## [TASK BRIEF]
Find the line with "const GET_FILES_DIR: &str" in the entries below. Repeat it, every following line, and the line with "again replaces it.", exactly and with nothing added.

## [RECORD EXTRACTS]
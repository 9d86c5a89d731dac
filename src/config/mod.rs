//! Configuration module for the employee backend.
//!
//! All configuration is loaded from environment variables once at startup.

use std::env;
use std::net::SocketAddr;

/// Application configuration loaded from environment variables.
#[derive(Debug, Clone)]
pub struct Config {
    /// MongoDB connection URI (required)
    pub mongo_uri: String,
    /// Database holding the employee collection
    pub db_name: String,
    /// Collection with one document per employee
    pub collection_name: String,
    /// Address to bind the server to
    pub bind_addr: SocketAddr,
    /// Log level (trace, debug, info, warn, error)
    pub log_level: String,
}

impl Config {
    /// Load configuration from environment variables.
    ///
    /// Panics when `EMPLOYEE_MONGO_URI` is missing or `EMPLOYEE_BIND_ADDR`
    /// does not parse; the process cannot serve without them.
    pub fn from_env() -> Self {
        dotenvy::dotenv().ok();

        let mongo_uri = env::var("EMPLOYEE_MONGO_URI").expect("EMPLOYEE_MONGO_URI must be set");

        let db_name = env::var("EMPLOYEE_DB_NAME").unwrap_or_else(|_| "employees_db".to_string());

        let collection_name =
            env::var("EMPLOYEE_COLLECTION").unwrap_or_else(|_| "employees".to_string());

        let bind_addr = env::var("EMPLOYEE_BIND_ADDR")
            .unwrap_or_else(|_| "127.0.0.1:4444".to_string())
            .parse()
            .expect("Invalid EMPLOYEE_BIND_ADDR format");

        let log_level = env::var("EMPLOYEE_LOG_LEVEL").unwrap_or_else(|_| "info".to_string());

        Self {
            mongo_uri,
            db_name,
            collection_name,
            bind_addr,
            log_level,
        }
    }
}
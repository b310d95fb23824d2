//! Host-side collaborators seen by the bridge.
//!
//! The host runtime (an activity manager, a JVM, a desktop simulator) is
//! reached only through the traits in this module. Object references are
//! plain ids handed out by the host; the bridge records them but never owns
//! what they point at.

use filedescriptor::SocketDescriptor;
use mlua::LightUserData;
use std::ffi::c_void;
use std::fmt;

macro_rules! opaque_handle {
    ($(#[$meta:meta])* $name:ident) => {
        $(#[$meta])*
        #[derive(Clone, Copy, PartialEq, Eq, Hash, PartialOrd, Ord)]
        pub struct $name(pub u64);

        impl $name {
            #[must_use]
            pub const fn raw(self) -> u64 {
                self.0
            }

            /// Script-facing form of the handle.
            #[must_use]
            pub fn to_light_userdata(self) -> LightUserData {
                LightUserData(self.0 as usize as *mut c_void)
            }

            #[must_use]
            pub fn from_light_userdata(data: LightUserData) -> Self {
                Self(data.0 as usize as u64)
            }
        }

        impl fmt::Debug for $name {
            fn fmt(&self, f: &mut fmt::Formatter<'_>) -> fmt::Result {
                write!(f, concat!(stringify!($name), "({:#x})"), self.0)
            }
        }
    };
}

opaque_handle!(
    /// Reference to a host object (activity, application, context, loader).
    ObjectRef
);
opaque_handle!(
    /// Host method identifier returned by `HostEnv::find_method`.
    MethodId
);
opaque_handle!(
    /// Native resource/asset provider handle.
    ResourceProvider
);
opaque_handle!(
    /// Native window surface handle.
    WindowHandle
);
opaque_handle!(
    /// Input event owned by the host queue for one dispatch cycle.
    InputEventHandle
);

/// Capability lookups offered by the host runtime.
///
/// Shaped after reflective host environments: a method is looked up by name
/// on the target's class, then invoked. Every lookup may come back empty.
pub trait HostEnv: Send + Sync {
    /// Find an object-returning method named `name` on `target`'s class.
    fn find_method(&self, target: ObjectRef, name: &str) -> Option<MethodId>;

    /// Invoke `method` on `target` with an optional string argument.
    fn call_object_method(
        &self,
        target: ObjectRef,
        method: MethodId,
        arg: Option<&str>,
    ) -> Option<ObjectRef>;

    /// Wrap a host resource-manager object into its native handle.
    fn resource_provider_from(&self, object: ObjectRef) -> Option<ResourceProvider>;

    /// String contents of a host string object.
    fn object_to_string(&self, object: ObjectRef) -> Option<String>;
}

/// Host-owned input event queue.
///
/// The bridge attaches the queue's descriptor to its multiplexer and pulls
/// events while attached. Events must be finished exactly once unless
/// `pre_dispatch` consumed them.
pub trait InputQueue {
    /// Pollable descriptor that becomes readable while events are pending.
    fn descriptor(&self) -> SocketDescriptor;

    /// Pull the next pending event.
    fn next_event(&mut self) -> Option<InputEventHandle>;

    /// Host-level interception (IME, gestures). `true` means consumed and
    /// already completed by the host.
    fn pre_dispatch(&mut self, event: InputEventHandle) -> bool;

    /// Completion signal for an event that was not consumed by `pre_dispatch`.
    fn finish_event(&mut self, event: InputEventHandle, handled: bool);
}
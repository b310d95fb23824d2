//! Host context registry.
//!
//! Records where the host runtime and the current foreground activity live,
//! and resolves derived capabilities (application object, application
//! context, resource provider, classes) through `HostEnv` lookups.
//!
//! The registry is an explicit object shared as `Arc<HostContextRegistry>`;
//! nothing here is an ambient global. Stored references are back-references
//! owned by the host: a new `set_foreground_context` simply overwrites them.

use crate::error::{HostError, Result};
use crate::host::{HostEnv, ObjectRef, ResourceProvider};
use std::sync::{Arc, RwLock, RwLockReadGuard, RwLockWriteGuard};

const GET_APPLICATION: &str = "getApplication";
const GET_APPLICATION_CONTEXT: &str = "getApplicationContext";
const GET_ASSETS: &str = "getAssets";
const GET_CLASS_LOADER: &str = "getClassLoader";
const LOAD_CLASS: &str = "loadClass";
const GET_FILES_DIR: &str = "getFilesDir";
const GET_PATH: &str = "getPath";

#[derive(Default)]
struct RegistryState {
    env: Option<Arc<dyn HostEnv>>,
    activity: Option<ObjectRef>,
    application: Option<ObjectRef>,
    application_context: Option<ObjectRef>,
    resource_provider: Option<ResourceProvider>,
}

/// Handles to the host runtime and its foreground context.
#[derive(Default)]
pub struct HostContextRegistry {
    state: RwLock<RegistryState>,
}

impl std::fmt::Debug for HostContextRegistry {
    fn fmt(&self, f: &mut std::fmt::Formatter<'_>) -> std::fmt::Result {
        let state = self.read();
        f.debug_struct("HostContextRegistry")
            .field("attached", &state.env.is_some())
            .field("activity", &state.activity)
            .field("application", &state.application)
            .field("application_context", &state.application_context)
            .field("resource_provider", &state.resource_provider)
            .finish()
    }
}

impl HostContextRegistry {
    pub fn new() -> Self {
        Self::default()
    }

    /// Registry already attached to `env`.
    pub fn with_runtime(env: Arc<dyn HostEnv>) -> Self {
        let registry = Self::new();
        registry.set_runtime_handle(env);
        registry
    }

    fn read(&self) -> RwLockReadGuard<'_, RegistryState> {
        // The state holds plain ids; a panic elsewhere cannot leave it torn.
        self.state
            .read()
            .unwrap_or_else(std::sync::PoisonError::into_inner)
    }

    fn write(&self) -> RwLockWriteGuard<'_, RegistryState> {
        self.state
            .write()
            .unwrap_or_else(std::sync::PoisonError::into_inner)
    }

    /// Store the host runtime handle. Calling again replaces it.
    pub fn set_runtime_handle(&self, env: Arc<dyn HostEnv>) {
        tracing::info!("host runtime attached");
        self.write().env = Some(env);
    }

    pub fn is_attached(&self) -> bool {
        self.read().env.is_some()
    }

    /// The host runtime; fails fast when it has not been set.
    pub fn runtime(&self) -> Result<Arc<dyn HostEnv>> {
        self.read()
            .env
            .clone()
            .ok_or_else(|| HostError::RuntimeNotAttached.into())
    }

    /// Record a new foreground activity and derive its application object
    /// and application context. On failure nothing is overwritten.
    pub fn set_foreground_context(&self, activity: ObjectRef) -> Result<()> {
        let env = self.runtime()?;

        let application = call_named(env.as_ref(), activity, GET_APPLICATION, None)
            .ok_or(HostError::ContextResolution {
                step: GET_APPLICATION,
            })
            .inspect_err(|err| tracing::error!(?activity, %err, "foreground context rejected"))?;
        let application_context =
            call_named(env.as_ref(), activity, GET_APPLICATION_CONTEXT, None)
                .ok_or(HostError::ContextResolution {
                    step: GET_APPLICATION_CONTEXT,
                })
                .inspect_err(
                    |err| tracing::error!(?activity, %err, "foreground context rejected"),
                )?;

        let mut state = self.write();
        state.activity = Some(activity);
        state.application = Some(application);
        state.application_context = Some(application_context);
        tracing::info!(
            ?activity,
            ?application,
            ?application_context,
            "foreground context recorded"
        );
        Ok(())
    }

    pub fn activity(&self) -> Result<Option<ObjectRef>> {
        self.runtime()?;
        Ok(self.read().activity)
    }

    pub fn application(&self) -> Result<Option<ObjectRef>> {
        self.runtime()?;
        Ok(self.read().application)
    }

    pub fn application_context(&self) -> Result<Option<ObjectRef>> {
        self.runtime()?;
        Ok(self.read().application_context)
    }

    /// Supply the resource provider directly, bypassing lazy resolution.
    pub fn set_resource_provider(&self, provider: ResourceProvider) {
        tracing::info!(?provider, "resource provider supplied");
        self.write().resource_provider = Some(provider);
    }

    /// Cached resource provider, resolved through the application context on
    /// first use. Failures are not cached.
    pub fn resource_provider(&self) -> Result<ResourceProvider> {
        let env = self.runtime()?;
        let context = {
            let state = self.read();
            if let Some(provider) = state.resource_provider {
                return Ok(provider);
            }
            state.application_context
        };
        let context = context.ok_or_else(|| {
            HostError::ResourceProviderUnavailable("no application context recorded".into())
        })?;

        let manager = call_named(env.as_ref(), context, GET_ASSETS, None).ok_or_else(|| {
            HostError::ResourceProviderUnavailable(format!("{GET_ASSETS} returned nothing"))
        })?;
        let provider = env.resource_provider_from(manager).ok_or_else(|| {
            HostError::ResourceProviderUnavailable("host object has no native handle".into())
        })?;

        let mut state = self.write();
        // Another caller may have resolved or supplied one meanwhile; keep it.
        let provider = *state.resource_provider.get_or_insert(provider);
        tracing::debug!(?provider, "resource provider resolved");
        Ok(provider)
    }

    /// Load a class through the foreground activity's class loader; the
    /// default loader cannot see application-defined classes.
    pub fn resolve_class(&self, name: &str) -> Result<ObjectRef> {
        let env = self.runtime()?;
        let activity = self.read().activity.ok_or(HostError::NoForegroundContext)?;

        let not_found = || HostError::ClassNotFound(name.to_string());
        let loader = call_named(env.as_ref(), activity, GET_CLASS_LOADER, None).ok_or_else(not_found)?;
        let class = call_named(env.as_ref(), loader, LOAD_CLASS, Some(name)).ok_or_else(not_found)?;
        tracing::debug!(class = name, ?class, "class resolved");
        Ok(class)
    }

    /// Private files directory of `activity`, for hosts that do not report
    /// an internal data path directly.
    pub fn files_dir(&self, activity: ObjectRef) -> Result<String> {
        let env = self.runtime()?;
        let step = |step| HostError::ContextResolution { step };
        let dir = call_named(env.as_ref(), activity, GET_FILES_DIR, None)
            .ok_or_else(|| step(GET_FILES_DIR))?;
        let path = call_named(env.as_ref(), dir, GET_PATH, None).ok_or_else(|| step(GET_PATH))?;
        Ok(env.object_to_string(path).ok_or_else(|| step(GET_PATH))?)
    }
}

fn call_named(
    env: &dyn HostEnv,
    target: ObjectRef,
    method: &str,
    arg: Option<&str>,
) -> Option<ObjectRef> {
    let Some(id) = env.find_method(target, method) else {
        tracing::warn!(?target, method, "host method lookup failed");
        return None;
    };
    let result = env.call_object_method(target, id, arg);
    if result.is_none() {
        tracing::warn!(?target, method, "host method returned nothing");
    }
    result
}
//! luahost: run Lua application scripts on a desktop host loop.
//!
//! `luahost run` plays the part of the host platform: it creates an engine
//! over an asset directory, delivers the usual start-up notifications, posts
//! every line read from stdin through the message channel, and drives the UI
//! loop until stdin closes, a script calls `finish()`, or the run duration
//! elapses. The shutdown notifications follow in host order.

mod desktop;

use anyhow::{Context, Result};
use clap::{Parser, Subcommand};
use desktop::{ACTIVITY, DesktopHost};
use luahost_core::assets::DirAssetSource;
use luahost_core::config::ChannelMode;
use luahost_core::host::WindowHandle;
use luahost_core::logging::{LogFormat, init_logging};
use luahost_core::registry::HostContextRegistry;
use luahost_core::{Config, EngineContext, Launch};
use std::io::BufRead;
use std::path::{Path, PathBuf};
use std::sync::Arc;
use std::sync::atomic::{AtomicBool, Ordering};
use std::time::{Duration, Instant};

const POLL_INTERVAL: Duration = Duration::from_millis(50);
const DESKTOP_WINDOW: WindowHandle = WindowHandle(0x1);

#[derive(Parser)]
#[command(name = "luahost")]
#[command(about = "Run Lua application scripts on a desktop host loop", long_about = None)]
#[command(version)]
struct Cli {
    /// Config file (default: <config dir>/luahost/luahost.toml)
    #[arg(long, global = true, env = "LUAHOST_CONFIG")]
    config: Option<PathBuf>,

    /// Override the configured log level
    #[arg(long, global = true)]
    log_level: Option<String>,

    /// Override the configured log format (pretty or json)
    #[arg(long, global = true)]
    log_format: Option<LogFormat>,

    #[command(subcommand)]
    command: Commands,
}

#[derive(Subcommand)]
enum Commands {
    /// Create an engine over an asset directory and run its UI loop
    Run {
        /// Directory holding init.lua and other assets
        #[arg(long)]
        assets: PathBuf,

        /// Private files directory reported to the bridge
        #[arg(long)]
        data_dir: Option<PathBuf>,

        /// Stop after this many milliseconds even if stdin stays open
        #[arg(long)]
        duration_ms: Option<u64>,

        /// Use the queued channel mode
        #[arg(long)]
        queued: bool,

        /// Class names the desktop class loader can resolve
        #[arg(long = "class")]
        classes: Vec<String>,
    },

    /// Print the effective configuration
    Config,
}

fn main() -> std::process::ExitCode {
    match try_main() {
        Ok(()) => std::process::ExitCode::SUCCESS,
        Err(err) => {
            eprintln!("luahost: {err:#}");
            std::process::ExitCode::FAILURE
        }
    }
}

fn try_main() -> Result<()> {
    let cli = Cli::parse();
    let mut config = load_config(cli.config.as_deref())?;
    if let Some(level) = cli.log_level {
        config.logging.level = level;
    }
    if let Some(format) = cli.log_format {
        config.logging.format = format;
    }

    match cli.command {
        Commands::Config => {
            print!("{}", toml::to_string_pretty(&config).context("serializing config")?);
            Ok(())
        }
        Commands::Run {
            assets,
            data_dir,
            duration_ms,
            queued,
            classes,
        } => {
            if queued {
                config.channel.mode = ChannelMode::Queued;
            }
            config.validate()?;
            init_logging(&config.logging)?;
            run(
                &config,
                &assets,
                data_dir,
                duration_ms.map(Duration::from_millis),
                classes,
            )
        }
    }
}

fn load_config(path: Option<&Path>) -> Result<Config> {
    match path {
        Some(path) => Config::load_from(path)
            .with_context(|| format!("loading config from {}", path.display())),
        None => Config::load().context("loading default config"),
    }
}

fn default_data_dir() -> PathBuf {
    dirs::data_local_dir()
        .unwrap_or_else(std::env::temp_dir)
        .join("luahost")
        .join("files")
}

fn run(
    config: &Config,
    assets: &Path,
    data_dir: Option<PathBuf>,
    duration: Option<Duration>,
    classes: Vec<String>,
) -> Result<()> {
    anyhow::ensure!(assets.is_dir(), "asset directory {} not found", assets.display());
    let data_dir = data_dir.unwrap_or_else(default_data_dir);

    let host = Arc::new(DesktopHost::new(&data_dir, classes.clone()));
    let registry = Arc::new(HostContextRegistry::with_runtime(host));
    let finished = Arc::new(AtomicBool::new(false));

    let mut engine = EngineContext::create(Launch::new(
        config,
        registry.clone(),
        Arc::new(DirAssetSource::new(assets)),
        ACTIVITY,
    ))
    .context("creating engine")?;

    for class in &classes {
        match registry.resolve_class(class) {
            Ok(handle) => tracing::info!(class = %class, ?handle, "class available"),
            Err(err) => tracing::warn!(class = %class, %err, "class unavailable"),
        }
    }

    install_finish(&engine, finished.clone())?;

    engine.on_start();
    engine.on_resume();
    engine.on_native_window_created(DESKTOP_WINDOW);
    engine.on_window_focus_changed(true);

    let stdin_closed = spawn_stdin_poster(&engine)?;
    let deadline = duration.map(|duration| Instant::now() + duration);

    loop {
        engine.poll_once(Some(POLL_INTERVAL))?;
        if finished.load(Ordering::SeqCst) {
            tracing::info!("script requested finish");
            break;
        }
        if deadline.is_some_and(|deadline| Instant::now() >= deadline) {
            tracing::info!("run duration elapsed");
            break;
        }
        if stdin_closed.load(Ordering::SeqCst) && engine.drain_ready()? == 0 {
            tracing::info!("stdin closed and channel drained");
            break;
        }
    }

    engine.on_window_focus_changed(false);
    engine.on_native_window_destroyed(DESKTOP_WINDOW);
    engine.on_pause();
    if let Some(state) = engine.on_save_instance_state() {
        tracing::debug!(bytes = state.len(), "instance state saved");
    }
    engine.on_stop();
    engine.destroy();
    Ok(())
}

/// Expose `finish()` so scripts can end the run, like an activity finishing
/// itself.
fn install_finish(engine: &EngineContext, finished: Arc<AtomicBool>) -> Result<()> {
    engine
        .guard()
        .with_lua(|lua| {
            let finish = lua.create_function(move |_, ()| {
                finished.store(true, Ordering::SeqCst);
                Ok(())
            })?;
            lua.globals().set("finish", finish)
        })?
        .context("installing finish()")
}

/// Post each stdin line from a background thread. The returned flag is set
/// once stdin reaches end of file.
fn spawn_stdin_poster(engine: &EngineContext) -> Result<Arc<AtomicBool>> {
    let closed = Arc::new(AtomicBool::new(false));
    let flag = closed.clone();
    let sender = engine.sender();
    std::thread::Builder::new()
        .name("stdin-poster".to_string())
        .spawn(move || {
            for line in std::io::stdin().lock().lines() {
                let Ok(mut line) = line else { break };
                line.push('\n');
                match sender.post(line.as_bytes()) {
                    Ok(written) if written < line.len() => {
                        tracing::warn!(written, bytes = line.len(), "line only partly posted");
                    }
                    Ok(_) => {}
                    Err(err) => {
                        tracing::warn!(%err, "stopping stdin poster");
                        break;
                    }
                }
            }
            flag.store(true, Ordering::SeqCst);
        })
        .context("spawning stdin thread")?;
    Ok(closed)
}
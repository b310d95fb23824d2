//! luahost-core: Lua interpreter bridge for native application hosts
//!
//! Embeds a single Lua interpreter in a host application and decides when,
//! and on which thread, script code runs. Host lifecycle notifications and
//! input events arrive on the UI thread; any other thread schedules script
//! text through the message channel.
//!
//! # Architecture
//!
//! ```text
//! Host lifecycle ─→ EngineContext ─→ Lifecycle callbacks ─┐
//! Input queue ───→ Multiplexer ───→ Input bridge ────────┼─→ InterpreterGuard ─→ Lua
//! Worker threads → Message channel → Multiplexer ─────────┘
//! ```
//!
//! # Modules
//!
//! - `registry`: Host context registry (runtime, activity, resource provider)
//! - `host`: Host collaborator traits and opaque handles
//! - `guard`: Interpreter guard serializing every interpreter entry
//! - `channel`: Any-thread → UI-thread script scheduling
//! - `multiplexer`: UI-thread poll loop over registered sources
//! - `input`: Input event queue bridge
//! - `lifecycle`: Callback resolution and the `bridge` script module
//! - `assets`: Asset sources and the `asset` script module
//! - `engine`: Per-instance engine context and the create sequence
//! - `config`: Configuration management
//! - `logging`: Structured logging setup
//!
//! # Safety
//!
//! This crate forbids unsafe code.

#![forbid(unsafe_code)]

pub mod assets;
pub mod channel;
pub mod config;
pub mod engine;
pub mod error;
pub mod guard;
pub mod host;
pub mod input;
pub mod lifecycle;
pub mod logging;
pub mod multiplexer;
pub mod registry;

pub use config::Config;
pub use engine::{EngineContext, Launch};
pub use error::{Error, Result};

/// Library version
pub const VERSION: &str = env!("CARGO_PKG_VERSION");

#[cfg(test)]
mod tests {
    use super::*;

    #[test]
    fn version_is_set() {
        assert!(!VERSION.is_empty());
    }
}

## [EXPECTED ANSWER]
const GET_FILES_DIR: &str = "getFilesDir";
const GET_PATH: &str = "getPath";

#[derive(Default)]
struct RegistryState {
    env: Option<Arc<dyn HostEnv>>,
    activity: Option<ObjectRef>,
    application: Option<ObjectRef>,
    application_context: Option<ObjectRef>,
    resource_provider: Option<ResourceProvider>,
}

/// Handles to the host runtime and its foreground context.
#[derive(Default)]
pub struct HostContextRegistry {
    state: RwLock<RegistryState>,
}

impl std::fmt::Debug for HostContextRegistry {
    fn fmt(&self, f: &mut std::fmt::Formatter<'_>) -> std::fmt::Result {
        let state = self.read();
        f.debug_struct("HostContextRegistry")
            .field("attached", &state.env.is_some())
            .field("activity", &state.activity)
            .field("application", &state.application)
            .field("application_context", &state.application_context)
            .field("resource_provider", &state.resource_provider)
            .finish()
    }
}

impl HostContextRegistry {
    pub fn new() -> Self {
        Self::default()
    }

    /// Registry already attached to `env`.
    pub fn with_runtime(env: Arc<dyn HostEnv>) -> Self {
        let registry = Self::new();
        registry.set_runtime_handle(env);
        registry
    }

    fn read(&self) -> RwLockReadGuard<'_, RegistryState> {
        // The state holds plain ids; a panic elsewhere cannot leave it torn.
        self.state
            .read()
            .unwrap_or_else(std::sync::PoisonError::into_inner)
    }

    fn write(&self) -> RwLockWriteGuard<'_, RegistryState> {
        self.state
            .write()
            .unwrap_or_else(std::sync::PoisonError::into_inner)
    }

    /// Store the host runtime handle. Calling again replaces it.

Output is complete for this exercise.